Por volta da segunda metade de 1830, e como consequência à paulatina radicalização do discurso de crítica política em sua linha editorial, O Farol Paulistano passou a dar maior destaque a temas caros ao chamado “exaltamento liberal”, discutindo questões como aumento de autonomia às províncias brasileiras, diminuição do Poder Moderador, reforma constitucional e mesmo a troca da Monarquia pela República – algumas ideias antes refutadas em suas páginas, mas que, de certa maneira, poderiam atuar em benefício aos liberais “moderados” na conjuntura política do Império. Em sua fase mais aguerrida, que durou até o fim do jornal, O Farol chegou a travar embates com figuras do próprio campo liberal, incluindo-se polêmicas e discussões como o periódico “exaltado” A Voz Paulistana.

Juntamente do próprio José da Costa Carvalho, Antônio Mariano de Azevedo Marques, responsável pela edição do jornal manuscrito O Paulista em 1823, foi o principal redator d'O Farol Paulistano. Adicionalmente, o jornal contou com colaborações menores de Manoel Joaquim do Amaral Gurgel, Manuel Odorico Mendes, Antônio Manuel de Campos Mello, Vicente Pires da Motta e Nicolau Pereira da Campos Vergueiro. O médico italiano Giovanni Baptista Libero Badaró, apesar de aparentemente não ter colaborado com o jornal, imprimiu através da tipografia d'O Farol Paulistano a partir de 23 de outubro de 1829 o Observador Constitucional, de grande destaque e mesma linha política que o periódico de José da Costa Carvalho.

O Farol Paulistano encerrou sua circulação cerca de quatro anos após o seu lançamento, pouco após a abdicação de Dom Pedro I. Com a saída do imperador, em 17 de junho de 1831 Costa Carvalho tornou-se membro da Regência Trina Permanente, algo que, embora não confirmado, justifica o fim repentino do jornal, que deixou de ser publicado pouco depois da nomeação de seu proprietário e redator. A derradeira edição d'O Farol foi, provavelmente, a de nº 501, de 30 de junho de 1831.

Em agosto de 1831, como continuação do jornal de Costa Carvalho, O Novo Farol Paulistano foi lançado na capital paulista, fundado e dirigido por José Manuel da Fonseca e Francisco Bernardino Ribeyro. Impresso na mesma Typografia do Farol Paulistano e também liberal “moderado”, o novo jornal era visual, editorial e politicamente muito próximo à publicação da qual originara. No entanto, inserto em um contexto político diferente, a nova folha era governista, ou seja, favorável ao governo Regencial. De acordo com Werneck Sodré, O Novo Farol Paulistano foi um “bi-semanário oficioso, sucedido, em 1835, pelo O Paulista Oficial, porta-voz do governo da província até março de 1838, dirigido por Emídio da Silva e substituído pelo Paulista Centralizador” (p. 203). Todos estes jornais são continuações da mesma linha política liberal inicialmente defendida pel'O Farol Paulistano.

Fontes

- MOREL, Marcos; BARROS, Mariana Monteiro de. Palavra, imagem e poder: o surgimento da imprensa no Brasil do século XIX. Rio de Janeiro: DP&A, 2003.

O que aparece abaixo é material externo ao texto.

//! End-to-end scenarios driving `AppMgr` against a mock pipeline host.

use std::cell::Cell;
use std::collections::BTreeMap;
use std::rc::Rc;

use appmgr::app::AppState;
use appmgr::collab::{CacheLevel, DtlbEntry, HaltStyle, PipelineHost};
use appmgr::config::{Config, MutableMapConfig, StaticAffinConfig, StaticSchedConfig};
use appmgr::coordinator::AppMgr;
use appmgr::ids::{AppId, CoreId, CtxId};
use appmgr::time::Cycle;

/// Records every call the coordinator makes. `now` is the test's own view of
/// the current cycle — set it to match whatever `Cycle` is about to be
/// passed into an `AppMgr` call before making that call, since
/// `corebus_access` computes its returned completion cycle off it.
struct MockHost {
    now: Cycle,
    halts: Vec<(CtxId, HaltStyle)>,
    gos: Vec<(CtxId, AppId, Cycle)>,
    reject_miss_ids: Vec<u64>,
    dtlb: Vec<DtlbEntry>,
}

impl MockHost {
    fn new() -> Self {
        Self {
            now: Cycle::ZERO,
            halts: Vec::new(),
            gos: Vec::new(),
            reject_miss_ids: Vec::new(),
            dtlb: Vec::new(),
        }
    }
}

impl PipelineHost for MockHost {
    fn context_halt_signal(&mut self, ctx: CtxId, style: HaltStyle) {
        self.halts.push((ctx, style));
    }

    fn context_go(&mut self, ctx: CtxId, app: AppId, start_cyc: Cycle) {
        self.gos.push((ctx, app, start_cyc));
    }

    fn corebus_access(&mut self, _ctx: CtxId, op_time: u64) -> Cycle {
        self.now + op_time
    }

    fn cache_register_blocked_app(&mut self, _ctx: CtxId, miss_id: u64) -> bool {
        self.reject_miss_ids.contains(&miss_id)
    }

    fn cache_get_population(&self, _cache: CacheLevel, _app: AppId) -> i64 {
        0
    }

    fn app_commits(&self, _app: AppId) -> i64 {
        0
    }

    fn recent_ipc_commit(&self, _app: AppId) -> f64 {
        0.0
    }

    fn reg_is_dirty(&self, _ctx: CtxId, _reg: u32) -> bool {
        true
    }

    fn dtlb_entries(&self, _ctx: CtxId) -> Vec<DtlbEntry> {
        self.dtlb.clone()
    }

    fn inject_alloc(&mut self, _ctx: CtxId) -> Option<u64> {
        Some(0)
    }

    fn inject_set_bmtspill(&mut self, _slot: u64, _reg: u32, _is_final: bool, _is_block_boundary: bool) {}
    fn inject_set_bmtfill(&mut self, _slot: u64, _reg: u32, _is_final: bool, _is_block_boundary: bool) {}
    fn inject_at_rename(&mut self, _ctx: CtxId, _slot: u64) {}
    fn tlb_inject(&mut self, _ctx: CtxId, _cyc: Cycle, _base_addr: u64, _app: AppId) {}
    fn rs_push(&mut self, _ctx: CtxId, _pc: u64) {}
    fn rs_pop(&mut self, _ctx: CtxId) -> u64 {
        0
    }
    fn core_of(&self, _ctx: CtxId) -> CoreId {
        CoreId::new(0)
    }
}

fn base_config(sched_app: &str, sched_ctx: &str, swap: &str) -> Config {
    Config {
        sched_app: sched_app.to_string(),
        sched_ctx: sched_ctx.to_string(),
        swap: swap.to_string(),
        swap_suppress_guess: false,
        csched_deduct_nonrun: false,
        swapgate_deduct_nonrun: false,
        swapgate_deduct_swapout: false,
        inst_spill_fill: false,
        inst_spill_fill_early: false,
        spill_dirty_only: false,
        spill_ghr: true,
        spill_retstack_size: 4,
        spill_dtlb_size: 2,
        thread_swapin_cyc: 10,
        thread_swapout_cyc: 10,
        min_swapin_commits: 1,
        min_swapin_cyc: 0,
        regs_per_sf_block: 8,
        migrate_fills_are_free: false,
        static_sched: StaticSchedConfig::default(),
        static_affin: StaticAffinConfig::default(),
        mutable_map: MutableMapConfig::default(),
    }
}

fn two_core_two_ctx(mgr: &mut AppMgr<MockHost>) -> (CtxId, CtxId) {
    let c0 = CtxId::new(0);
    let c1 = CtxId::new(1);
    mgr.register_idle_ctx(c0, CoreId::new(0));
    mgr.register_idle_ctx(c1, CoreId::new(1));
    mgr.setup_done().unwrap();
    (c0, c1)
}

#[test]
fn scenario_a_simple_dispatch() {
    let cfg = base_config("OldestApp", "FirstIdle", "IfProcFull");
    let mut mgr = AppMgr::new(&cfg).unwrap();
    let mut host = MockHost::new();
    let (c0, _c1) = two_core_two_ctx(&mut mgr);

    let a0 = AppId::new(0);
    // host.now is already 0, matching this call's `now`.
    mgr.add_ready_app(a0, Cycle(0), &mut host);

    assert_eq!(mgr.view().get_app(a0).unwrap().curr_ctx, Some(c0));
    assert_eq!(mgr.view().get_app(a0).unwrap().state, AppState::SwapIn);

    mgr.run_until(Cycle(10), &mut host);

    assert_eq!(mgr.view().get_app(a0).unwrap().state, AppState::Running);
    assert_eq!(host.gos, vec![(c0, a0, Cycle(10))]);
    mgr.check_invariants().unwrap();
}

#[test]
fn scenario_b_long_miss_denied_when_apps_equal_contexts() {
    let cfg = base_config("OldestApp", "FirstIdle", "IfProcFull");
    let mut mgr = AppMgr::new(&cfg).unwrap();
    let mut host = MockHost::new();
    two_core_two_ctx(&mut mgr);

    let a0 = AppId::new(0);
    let a1 = AppId::new(1);
    mgr.add_ready_app(a0, Cycle(0), &mut host);
    mgr.add_ready_app(a1, Cycle(0), &mut host);
    mgr.run_until(Cycle(10), &mut host);

    assert_eq!(mgr.view().get_app(a0).unwrap().state, AppState::Running);
    assert_eq!(mgr.view().get_app(a1).unwrap().state, AppState::Running);

    // IfProcFull denies when apps == contexts, not only when apps > contexts.
    mgr.signal_longmiss(a0, 1, Cycle(20), &mut host);
    assert_eq!(mgr.view().get_app(a0).unwrap().state, AppState::RunningLongMiss);
    assert!(host.halts.is_empty());
    mgr.check_invariants().unwrap();
}

#[test]
fn scenario_c_long_miss_approved_then_waits() {
    let cfg = base_config("OldestApp", "FirstIdle", "Always");
    let mut mgr = AppMgr::new(&cfg).unwrap();
    let mut host = MockHost::new();
    let (c0, _c1) = two_core_two_ctx(&mut mgr);

    let a0 = AppId::new(0);
    mgr.add_ready_app(a0, Cycle(0), &mut host);
    mgr.run_until(Cycle(10), &mut host);
    mgr.note_commit(a0);

    mgr.signal_longmiss(a0, 7, Cycle(20), &mut host);
    assert_eq!(mgr.view().get_app(a0).unwrap().state, AppState::SwapOutLongMiss);
    assert_eq!(host.halts.last(), Some(&(c0, HaltStyle::LongMiss)));

    host.now = Cycle(21);
    mgr.signal_idlectx(c0, Cycle(21), &mut host);
    mgr.run_until(Cycle(31), &mut host);

    assert_eq!(mgr.view().get_app(a0).unwrap().state, AppState::WaitLongMiss);
    assert!(mgr.view().get_ctx(c0).unwrap().is_free());
    assert!(mgr.view().get_app(a0).unwrap().curr_ctx.is_none());
    mgr.check_invariants().unwrap();
}

#[test]
fn scenario_d_migration_race_then_completes() {
    let cfg = base_config("OldestApp", "FirstIdle", "Always");
    let mut mgr = AppMgr::new(&cfg).unwrap();
    let mut host = MockHost::new();
    let (c0, c1) = two_core_two_ctx(&mut mgr);

    let a0 = AppId::new(0);
    mgr.add_ready_app(a0, Cycle(0), &mut host);
    mgr.run_until(Cycle(10), &mut host);
    assert_eq!(mgr.view().get_app(a0).unwrap().curr_ctx, Some(c0));

    let called = Rc::new(Cell::new(0u32));
    let called_cb = called.clone();
    host.now = Cycle(10);
    mgr.migrate_app_soon(
        a0,
        CoreId::new(1),
        HaltStyle::Migrate,
        Some(Box::new(move || called_cb.set(called_cb.get() + 1))),
        Cycle(10),
        &mut host,
    );
    // Zero commits yet: `migrate_can_begin` is false, so this installs a
    // recheck rather than beginning immediately.
    assert_eq!(mgr.view().get_app(a0).unwrap().state, AppState::Running);

    mgr.note_commit(a0);
    host.now = Cycle(11);
    mgr.run_until(Cycle(11), &mut host);

    assert_eq!(mgr.view().get_app(a0).unwrap().state, AppState::SwapOutMigrate);
    assert_eq!(host.halts.last(), Some(&(c0, HaltStyle::Migrate)));
    assert!(!mgr.view().get_ctx(c1).unwrap().is_free());

    host.now = Cycle(12);
    mgr.signal_idlectx(c0, Cycle(12), &mut host);
    // The spill completion triggers the fill onto c1 internally, a second
    // `corebus_access` call the mock's test-driven `now` can't be
    // pre-synced for; just drain whatever's left.
    mgr.run_ready(&mut host);

    assert_eq!(mgr.view().get_app(a0).unwrap().curr_ctx, Some(c1));
    assert_eq!(mgr.view().get_app(a0).unwrap().state, AppState::Running);
    assert_eq!(called.get(), 1);
    mgr.check_invariants().unwrap();
}

#[test]
fn scenario_e_migration_cancelled_by_timeout() {
    let cfg = base_config("OldestApp", "FirstIdle", "Always");
    let mut mgr = AppMgr::new(&cfg).unwrap();
    let mut host = MockHost::new();
    two_core_two_ctx(&mut mgr);

    // Keep core 0's only context occupied for the whole test.
    let occupant = AppId::new(9);
    mgr.add_ready_app(occupant, Cycle(0), &mut host);
    let a0 = AppId::new(0);
    mgr.add_ready_app(a0, Cycle(0), &mut host);
    mgr.run_until(Cycle(10), &mut host);
    assert_eq!(mgr.view().get_app(occupant).unwrap().state, AppState::Running);
    assert_eq!(mgr.view().get_app(a0).unwrap().state, AppState::Running);

    let called = Rc::new(Cell::new(0u32));
    let called_cb = called.clone();
    host.now = Cycle(10);
    // `migrate_app_soon` never sets a deadline, so this scenario needs the
    // full request to supply `expire_cyc` directly.
    mgr.migrate_request(
        a0,
        CoreId::new(0),
        None,
        Cycle(10),
        false,
        Some(Cycle(15)),
        HaltStyle::Migrate,
        Some(Box::new(move || called_cb.set(called_cb.get() + 1))),
        &mut host,
        Cycle(10),
    );
    assert!(mgr.is_migrate_pending(a0));

    host.now = Cycle(15);
    mgr.run_until(Cycle(15), &mut host);

    assert!(!mgr.is_migrate_pending(a0));
    assert_eq!(called.get(), 0);
    assert_eq!(mgr.view().get_app(a0).unwrap().state, AppState::Running);
    mgr.check_invariants().unwrap();
}

#[test]
fn scenario_f_spill_sequence_matches_expected_shape() {
    let cfg = Config {
        inst_spill_fill: true,
        spill_dirty_only: false,
        spill_ghr: true,
        spill_retstack_size: 4,
        spill_dtlb_size: 2,
        regs_per_sf_block: 8,
        ..base_config("OldestApp", "FirstIdle", "Always")
    };
    let engine = appmgr::spillfill::SpillFillEngine::new(appmgr::spillfill::SpillFillConfig {
        spill_dirty_only: cfg.spill_dirty_only,
        spill_ghr: cfg.spill_ghr,
        spill_retstack_size: cfg.spill_retstack_size,
        spill_dtlb_size: cfg.spill_dtlb_size,
        inst_spill_fill: cfg.inst_spill_fill,
        inst_spill_fill_early: cfg.inst_spill_fill_early,
        thread_swapin_cyc: cfg.thread_swapin_cyc,
        thread_swapout_cyc: cfg.thread_swapout_cyc,
        regs_per_sf_block: cfg.regs_per_sf_block,
        migrate_fills_are_free: cfg.migrate_fills_are_free,
    });
    let host = MockHost::new();
    let plan = engine.plan_spill(CtxId::new(0), &host);

    assert_eq!(plan.len(), 72);
    let boundaries: Vec<usize> = plan
        .iter()
        .enumerate()
        .filter(|(_, p)| p.is_block_boundary)
        .map(|(i, _)| i)
        .collect();
    assert_eq!(boundaries, vec![0, 8, 16, 24, 32, 40, 48, 56, 71]);
}

#[test]
fn mutable_map_runtime_reassignment_moves_ready_apps() {
    let mut apps = BTreeMap::new();
    apps.insert(AppId::new(0), CoreId::new(0));
    let cfg = Config {
        mutable_map: MutableMapConfig { apps },
        ..base_config("OldestApp", "MutableMap", "IfCoreOversubscribed")
    };
    let mut mgr = AppMgr::new(&cfg).unwrap();
    let mut host = MockHost::new();
    two_core_two_ctx(&mut mgr);

    let a0 = AppId::new(0);
    mgr.add_ready_app(a0, Cycle(0), &mut host);
    assert_eq!(mgr.view().get_app(a0).unwrap().curr_ctx, Some(CtxId::new(0)));

    // App 1 isn't registered as ready yet, so this just updates the map
    // without dispatching anything.
    mgr.alter_mutablemap_sched(AppId::new(1), Some(CoreId::new(1)), &mut host);
    mgr.check_invariants().unwrap();
}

- OLIVEIRA, Carlos Eduardo França de. Informação e política nos primórdios da imprensa paulista: O Farol Paulistano (1827-1831). Disponível em: http://www.scielo.br/pdf/his/v29n2/v29n2a17.pdf Acesso em 29 mar. 2012.

- SODRÉ, Nelson Werneck. História da imprensa no Brasil. Rio de Janeiro: Civilização Brasileira, 1966.